Study the dynamic between father and son carefully, and you’ll spot a fascinating trick at work, even subtler than the sleight of hand Zeller used to make audiences feel as if they were slowly losing their minds (like Hopkins’ character) in “The Father”: In the role of Peter, Jackman becomes a man caught up in his own kind of performance. The seldom-home workaholic desperately wants to be perceived as an ideal patriarch but seems to know (or suspect) deep down that he’s a failure in that department. That means Jackman is essentially playing a man playing a dad.
If you doubt this reading, consider one of the film’s defining scenes, when Peter takes a rare break from work to see his own dad (Anthony Hopkins as Anthony, a different father from “The Father”) to let him know he’s thinking of turning down a D.C. politician’s offer to oversee his campaign, since Nicholas needs him. It seems to Peter like the right call, but Anthony sees right through his agenda. “Your daddy wasn’t nice to you. So what?” he spits. “Just fucking get over it!”

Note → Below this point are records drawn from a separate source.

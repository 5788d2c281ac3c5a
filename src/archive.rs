//! Streaming archive reader.
//!
//! Entries are read straight off the incoming byte stream, in archive order,
//! and each entry named in the manifest is piped into its format parser
//! without ever buffering the whole archive. Unknown entries are skipped.
//!
//! An entry written with a data descriptor does not carry its size in the
//! local header, so it cannot be delimited from the stream alone. From that
//! entry on, the rest of the input is spooled to a temporary file at its
//! original offset and the remaining entries are read through the central
//! directory, still in archive order.

use crate::error::{LoadError, Result};
use crate::models::ParsedFileData;
use crate::parser::parse_simple_file;
use crate::schema::{DatasourceSchema, FileSource, SimpleFile};
use rustc_hash::FxHashMap;
use std::fs::File;
use std::io::{self, Read, Seek, SeekFrom, Write};
use tracing::{debug, info, warn};
use zip::read::read_zipfile_from_stream;
use zip::result::ZipError;
use zip::ZipArchive;

const LOCAL_HEADER_LEN: usize = 30;
const LOCAL_HEADER_SIGNATURE: [u8; 4] = [0x50, 0x4b, 0x03, 0x04];
const DATA_DESCRIPTOR_FLAG: u16 = 1 << 3;

/// Parses the schema's file source from `reader`.
pub fn parse_source<R: Read>(reader: R, schema: &DatasourceSchema) -> Result<ParsedFileData> {
    match &schema.file {
        FileSource::Zip(zip) => read_archive(reader, &zip.files),
        FileSource::Single(file) => {
            let mut output = ParsedFileData::new();
            output.insert(file.key.clone(), parse_simple_file(reader, file)?);
            Ok(output)
        }
    }
}

/// Counts consumed bytes and keeps the fixed part of the current local header.
struct HeaderTap<R> {
    inner: R,
    position: u64,
    entry_start: u64,
    header: [u8; LOCAL_HEADER_LEN],
    header_len: usize,
}

impl<R: Read> HeaderTap<R> {
    fn new(inner: R) -> Self {
        Self {
            inner,
            position: 0,
            entry_start: 0,
            header: [0; LOCAL_HEADER_LEN],
            header_len: 0,
        }
    }

    fn start_entry(&mut self) {
        self.entry_start = self.position;
        self.header_len = 0;
    }

    fn uses_data_descriptor(&self) -> bool {
        self.header_len == LOCAL_HEADER_LEN
            && self.header[..4] == LOCAL_HEADER_SIGNATURE
            && u16::from_le_bytes([self.header[6], self.header[7]]) & DATA_DESCRIPTOR_FLAG != 0
    }

    /// Copies the current entry and everything after it to a temporary file,
    /// at the same offsets as in the original archive.
    fn spool(mut self) -> io::Result<File> {
        let mut spool = tempfile::tempfile()?;
        spool.seek(SeekFrom::Start(self.entry_start))?;
        spool.write_all(&self.header[..self.header_len])?;
        io::copy(&mut self.inner, &mut spool)?;
        spool.rewind()?;
        Ok(spool)
    }
}

impl<R: Read> Read for HeaderTap<R> {
    fn read(&mut self, buf: &mut [u8]) -> io::Result<usize> {
        let n = self.inner.read(buf)?;
        let wanted = (LOCAL_HEADER_LEN - self.header_len).min(n);
        self.header[self.header_len..self.header_len + wanted].copy_from_slice(&buf[..wanted]);
        self.header_len += wanted;
        self.position += n as u64;
        Ok(n)
    }
}

/// Reads a ZIP stream and parses every entry listed in `files`.
///
/// Any parser failure aborts the whole read. Manifest files that never show
/// up in the archive are reported together once the stream ends.
pub fn read_archive<R: Read>(reader: R, files: &[SimpleFile]) -> Result<ParsedFileData> {
    let manifest: FxHashMap<&str, &SimpleFile> =
        files.iter().map(|f| (f.path.as_str(), f)).collect();
    let mut output = ParsedFileData::new();
    let mut tap = HeaderTap::new(reader);

    if let Some(err) = read_streamed(&mut tap, &manifest, &mut output)? {
        if !tap.uses_data_descriptor() {
            return Err(err.into());
        }
        warn!(offset = tap.entry_start, "Entry sizes follow its data, spooling the rest of the archive");
        read_spooled(tap.spool()?, &manifest, &mut output)?;
    }

    let missing: Vec<String> = files
        .iter()
        .filter(|f| !output.contains_key(&f.key))
        .map(|f| f.path.clone())
        .collect();
    if !missing.is_empty() {
        return Err(LoadError::MissingEntries { paths: missing });
    }

    info!(files = output.len(), "Archive read");
    Ok(output)
}

/// Parses entries off the stream until the central directory is reached.
///
/// Returns the error of an entry the streaming reader cannot delimit, leaving
/// `tap` positioned right after that entry's fixed header.
fn read_streamed<R: Read>(
    tap: &mut HeaderTap<R>,
    manifest: &FxHashMap<&str, &SimpleFile>,
    output: &mut ParsedFileData,
) -> Result<Option<ZipError>> {
    loop {
        tap.start_entry();
        let mut entry = match read_zipfile_from_stream(tap) {
            Ok(Some(entry)) => entry,
            Ok(None) => return Ok(None),
            Err(err @ ZipError::UnsupportedArchive(_)) => return Ok(Some(err)),
            Err(err) => return Err(err.into()),
        };

        let Some(file) = manifest.get(entry.name()).copied() else {
            debug!(entry = entry.name(), "Skipping archive entry");
            continue;
        };

        debug!(entry = entry.name(), key = %file.key, size = entry.size(), "Parsing archive entry");
        let parsed = parse_simple_file(&mut entry, file)?;
        output.insert(file.key.clone(), parsed);
    }
}

/// Parses the listed entries of a spooled archive that were not streamed yet.
fn read_spooled(
    spool: File,
    manifest: &FxHashMap<&str, &SimpleFile>,
    output: &mut ParsedFileData,
) -> Result<()> {
    let mut archive = ZipArchive::new(spool)?;

    for index in 0..archive.len() {
        let file = archive
            .name_for_index(index)
            .and_then(|name| manifest.get(name).copied());
        let Some(file) = file else {
            continue;
        };
        // Entries before the spool offset were parsed from the stream already.
        if output.contains_key(&file.key) {
            continue;
        }

        let mut entry = archive.by_index(index)?;
        debug!(entry = entry.name(), key = %file.key, size = entry.size(), "Parsing spooled entry");
        let parsed = parse_simple_file(&mut entry, file)?;
        output.insert(file.key.clone(), parsed);
    }
    Ok(())
}

#[cfg(test)]
pub(crate) mod tests {
    use super::*;
    use crate::error::ErrorCategory;
    use crate::models::{ParsedFile, Value};
    use crate::schema::{ColumnDef, ColumnType, CsvOptions, FileFormat};
    use std::io::{Cursor, Write};
    use zip::write::SimpleFileOptions;
    use zip::ZipWriter;

    pub(crate) fn build_zip(entries: &[(&str, &str)]) -> Vec<u8> {
        let mut writer = ZipWriter::new(Cursor::new(Vec::new()));
        for (name, content) in entries {
            writer
                .start_file(*name, SimpleFileOptions::default())
                .unwrap();
            writer.write_all(content.as_bytes()).unwrap();
        }
        writer.finish().unwrap().into_inner()
    }

    fn crc32(data: &[u8]) -> u32 {
        let mut crc = !0u32;
        for byte in data {
            crc ^= u32::from(*byte);
            for _ in 0..8 {
                crc = if crc & 1 == 1 { (crc >> 1) ^ 0xEDB8_8320 } else { crc >> 1 };
            }
        }
        !crc
    }

    /// Stored entries laid out by hand. Entries flagged `true` carry their
    /// sizes in a trailing data descriptor, the way streaming writers emit them.
    fn build_raw_zip(entries: &[(&str, &str, bool)]) -> Vec<u8> {
        let mut out = Vec::new();
        let mut central = Vec::new();
        for (name, content, descriptor) in entries {
            let offset = out.len() as u32;
            let crc = crc32(content.as_bytes());
            let size = content.len() as u32;
            let flags: u16 = if *descriptor { 0x0008 } else { 0 };
            let (header_crc, header_size) = if *descriptor { (0, 0) } else { (crc, size) };

            out.extend_from_slice(&0x0403_4b50u32.to_le_bytes());
            out.extend_from_slice(&20u16.to_le_bytes());
            out.extend_from_slice(&flags.to_le_bytes());
            out.extend_from_slice(&0u16.to_le_bytes());
            out.extend_from_slice(&0u16.to_le_bytes());
            out.extend_from_slice(&0x0021u16.to_le_bytes());
            out.extend_from_slice(&header_crc.to_le_bytes());
            out.extend_from_slice(&header_size.to_le_bytes());
            out.extend_from_slice(&header_size.to_le_bytes());
            out.extend_from_slice(&(name.len() as u16).to_le_bytes());
            out.extend_from_slice(&0u16.to_le_bytes());
            out.extend_from_slice(name.as_bytes());
            out.extend_from_slice(content.as_bytes());
            if *descriptor {
                out.extend_from_slice(&0x0807_4b50u32.to_le_bytes());
                out.extend_from_slice(&crc.to_le_bytes());
                out.extend_from_slice(&size.to_le_bytes());
                out.extend_from_slice(&size.to_le_bytes());
            }

            central.extend_from_slice(&0x0201_4b50u32.to_le_bytes());
            central.extend_from_slice(&20u16.to_le_bytes());
            central.extend_from_slice(&20u16.to_le_bytes());
            central.extend_from_slice(&flags.to_le_bytes());
            central.extend_from_slice(&0u16.to_le_bytes());
            central.extend_from_slice(&0u16.to_le_bytes());
            central.extend_from_slice(&0x0021u16.to_le_bytes());
            central.extend_from_slice(&crc.to_le_bytes());
            central.extend_from_slice(&size.to_le_bytes());
            central.extend_from_slice(&size.to_le_bytes());
            central.extend_from_slice(&(name.len() as u16).to_le_bytes());
            central.extend_from_slice(&[0; 12]);
            central.extend_from_slice(&offset.to_le_bytes());
            central.extend_from_slice(name.as_bytes());
        }

        let central_offset = out.len() as u32;
        out.extend_from_slice(&central);
        out.extend_from_slice(&0x0605_4b50u32.to_le_bytes());
        out.extend_from_slice(&[0; 4]);
        out.extend_from_slice(&(entries.len() as u16).to_le_bytes());
        out.extend_from_slice(&(entries.len() as u16).to_le_bytes());
        out.extend_from_slice(&(central.len() as u32).to_le_bytes());
        out.extend_from_slice(&central_offset.to_le_bytes());
        out.extend_from_slice(&0u16.to_le_bytes());
        out
    }

    fn csv_file(path: &str, key: &str) -> SimpleFile {
        SimpleFile {
            path: path.to_string(),
            key: key.to_string(),
            format: FileFormat::Csv {
                columns: vec![
                    ColumnDef::new("id", ColumnType::Int),
                    ColumnDef::new("name", ColumnType::String),
                ],
                options: CsvOptions::default(),
            },
        }
    }

    fn ndjson_file(path: &str, key: &str) -> SimpleFile {
        SimpleFile {
            path: path.to_string(),
            key: key.to_string(),
            format: FileFormat::Ndjson,
        }
    }

    #[test]
    fn parses_listed_entries_and_skips_others() {
        let archive = build_zip(&[
            ("data/orders.json", "{\"id\":1}\n{\"id\":2}\n"),
            ("README.txt", "not listed"),
            ("data/customers.csv", "id,name\n1,Alice\n2,Bob\n"),
        ]);
        let files = vec![
            csv_file("data/customers.csv", "customers"),
            ndjson_file("data/orders.json", "orders"),
        ];

        let parsed = read_archive(archive.as_slice(), &files).unwrap();
        assert_eq!(parsed.len(), 2);

        let customers = parsed["customers"].rows().unwrap();
        assert_eq!(customers.len(), 2);
        assert_eq!(customers[1]["name"], Value::String("Bob".to_string()));
        assert!(matches!(&parsed["orders"], ParsedFile::Records(r) if r.len() == 2));
    }

    #[test]
    fn entries_with_data_descriptors_are_read() {
        let archive = build_raw_zip(&[
            ("data/customers.csv", "id,name\n1,Alice\n2,Bob\n", false),
            ("README.txt", "not listed", true),
            ("data/orders.json", "{\"id\":1}\n{\"id\":2}\n{\"id\":3}\n", true),
        ]);
        let files = vec![
            csv_file("data/customers.csv", "customers"),
            ndjson_file("data/orders.json", "orders"),
        ];

        let parsed = read_archive(archive.as_slice(), &files).unwrap();
        assert_eq!(parsed["customers"].rows().unwrap().len(), 2);
        assert!(matches!(&parsed["orders"], ParsedFile::Records(r) if r.len() == 3));
    }

    #[test]
    fn data_descriptor_entry_can_come_first() {
        let archive = build_raw_zip(&[("data/customers.csv", "id,name\n7,Carol\n", true)]);
        let files = vec![csv_file("data/customers.csv", "customers")];

        let parsed = read_archive(archive.as_slice(), &files).unwrap();
        let customers = parsed["customers"].rows().unwrap();
        assert_eq!(customers[0]["id"], Value::Int(7));
    }

    #[test]
    fn missing_entries_fail_the_read() {
        let archive = build_zip(&[("data/customers.csv", "id,name\n1,Alice\n")]);
        let files = vec![
            csv_file("data/customers.csv", "customers"),
            ndjson_file("data/orders.json", "orders"),
        ];

        let err = read_archive(archive.as_slice(), &files).unwrap_err();
        assert!(matches!(err, LoadError::MissingEntries { ref paths } if paths == &["data/orders.json"]));
        assert_eq!(err.category(), ErrorCategory::Schema);
    }

    #[test]
    fn one_failing_parser_fails_everything() {
        let archive = build_zip(&[
            ("data/customers.csv", "id,name\n1,Alice\n"),
            ("data/orders.json", "{\"id\":1}\nnot json\n"),
        ]);
        let files = vec![
            csv_file("data/customers.csv", "customers"),
            ndjson_file("data/orders.json", "orders"),
        ];

        let err = read_archive(archive.as_slice(), &files).unwrap_err();
        assert!(matches!(err, LoadError::Json { line: 2, .. }));
    }

    #[test]
    fn garbage_input_is_an_archive_error() {
        let files = vec![csv_file("data/customers.csv", "customers")];
        let err = read_archive(&b"definitely not a zip file"[..], &files).unwrap_err();
        assert_eq!(err.category(), ErrorCategory::Transport);
    }
}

For Nicholas’ parents, as well as any fathers and mothers in the audience, it’s upsetting to see someone so young overwhelmed by the world around him — a state of mind McGrath plays more subtly than Laurie Kynaston did in the West End stage version, where the character scribbled on walls and upended furniture in agitation. Not this Nicholas. He’s largely a cipher, stashing a weapon under his mattress and showing an unsettling interest in his infant stepbrother (whom he sees as a replacement of sorts). This is no easy role, since the slightest bit of menace would likely sabotage the sensitivity of Zeller’s portrayal.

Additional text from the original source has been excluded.